Inane, but a welcome distraction. More dance phrases, actions, storylines unfurl. A couple falls in love, huddle under an umbrella, fall out of love. A man chases a terrified fair woman. The labourer drags someone across on a mat. Two performers mime a cow and driver. Another man chases the same woman. Rhythmic patterns and dance sequences appear. Two men now chase the woman and drag her off as she struggles. Nobody else on their separate conveyor belts cares.
The formalist intention of the dance – paying most attention to time and space, emphasising structures, matches the oppressiveness of our current human condition. Life-changing events and traumas are swept along by the unforgiving march of time, an unwillingness to break fixed paths. There is a disagreeable sense of fatalism as if the human has little control over what happens next.
The pace builds. The performers run, from our right to left, now only forming one path, the same one. They run forwards.They run backwards. They run back and change midway to run forwards. They run and jump, as if off a cliff, off stage. Only the men shout. They accelerate, gathering momentum. It is exhilarating, and it feels like the room is zipping past. Suddenly it stops. Energy is still coursing through space, or through my veins – what I see has become less important than what I feel.
Suddenly the performers reappear, with their props from before.
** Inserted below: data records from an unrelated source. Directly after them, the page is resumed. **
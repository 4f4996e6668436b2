//! Data model shared by the pipeline, the cache and callers.
//!
//! Field names serialise in camelCase so payloads can be handed straight to
//! a JSON front end.

use serde::{Deserialize, Serialize};
use serde_json::{Map, Value};

/// The unit that is formatted, cached and returned to callers.
///
/// `byline` is never empty. `created_by` is the authoritative metadata
/// author and may be empty when no revision data was available.
#[derive(Debug, Clone, PartialEq, Eq, Default, Serialize, Deserialize)]
#[serde(rename_all = "camelCase")]
pub struct FormattedPayload {
    pub html: String,
    pub byline: String,
    pub created_by: String,
    pub sections: Vec<Section>,
}

/// A top-level entry of the document outline.
#[derive(Debug, Clone, PartialEq, Eq, Default, Serialize, Deserialize)]
#[serde(rename_all = "camelCase")]
pub struct Section {
    /// Plain text of the heading.
    pub heading: String,
    /// Anchor id of the heading element.
    pub id: String,
    /// In-page link to the heading, `#id`.
    pub url: String,
    /// Heading level that opened the section: 2, or 3 for a promoted subsection heading.
    pub level: u8,
    /// HTML between the heading and the first subsection.
    pub content: String,
    pub subsections: Vec<Subsection>,
}

/// A second-level entry; the outline never nests deeper.
#[derive(Debug, Clone, PartialEq, Eq, Default, Serialize, Deserialize)]
#[serde(rename_all = "camelCase")]
pub struct Subsection {
    pub heading: String,
    pub id: String,
    pub url: String,
    pub level: u8,
    /// HTML between this heading and the next section or subsection heading.
    pub content: String,
}

/// Revision metadata for a document.
///
/// The default value (all fields empty) is the "unavailable" sentinel used
/// when a type has no revision history or the lookup failed. It is never
/// represented by `None`.
#[derive(Debug, Clone, PartialEq, Default, Serialize, Deserialize)]
#[serde(rename_all = "camelCase", default)]
pub struct RevisionInfo {
    pub mime_type: String,
    pub modified_time: String,
    pub last_modifying_user: LastModifyingUser,
    /// Any other fields the service returned (`kind`, `published`, ...).
    #[serde(flatten)]
    pub extra: Map<String, Value>,
}

/// The user who made a revision. Empty when unknown.
#[derive(Debug, Clone, PartialEq, Default, Serialize, Deserialize)]
#[serde(rename_all = "camelCase", default)]
pub struct LastModifyingUser {
    #[serde(skip_serializing_if = "Option::is_none")]
    pub display_name: Option<String>,
    #[serde(skip_serializing_if = "Option::is_none")]
    pub photo_link: Option<String>,
    #[serde(skip_serializing_if = "Option::is_none")]
    pub email_address: Option<String>,
    #[serde(flatten)]
    pub extra: Map<String, Value>,
}

impl RevisionInfo {
    /// The "unsupported/unavailable" sentinel.
    pub fn empty() -> Self {
        Self::default()
    }

    /// True for the sentinel: nothing was learned about the revision.
    pub fn is_empty(&self) -> bool {
        self.mime_type.is_empty()
            && self.modified_time.is_empty()
            && self.last_modifying_user.display_name.is_none()
    }

    /// Display name of the revision author, or `""`.
    pub fn created_by(&self) -> &str {
        self.last_modifying_user
            .display_name
            .as_deref()
            .unwrap_or("")
    }
}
A woman carrying a basket of flowers on her head is frantic, the petals dripping all over the place. Everyone else is mad with anxiety, rushing about, sometimes colliding. It feels odd, slightly comic. Just as I question where is this going? The fair woman tears across space with a scream. Everyone stops and stares. They turn away, back to where they were at the beginning, resuming stillness. The callousness is just awful.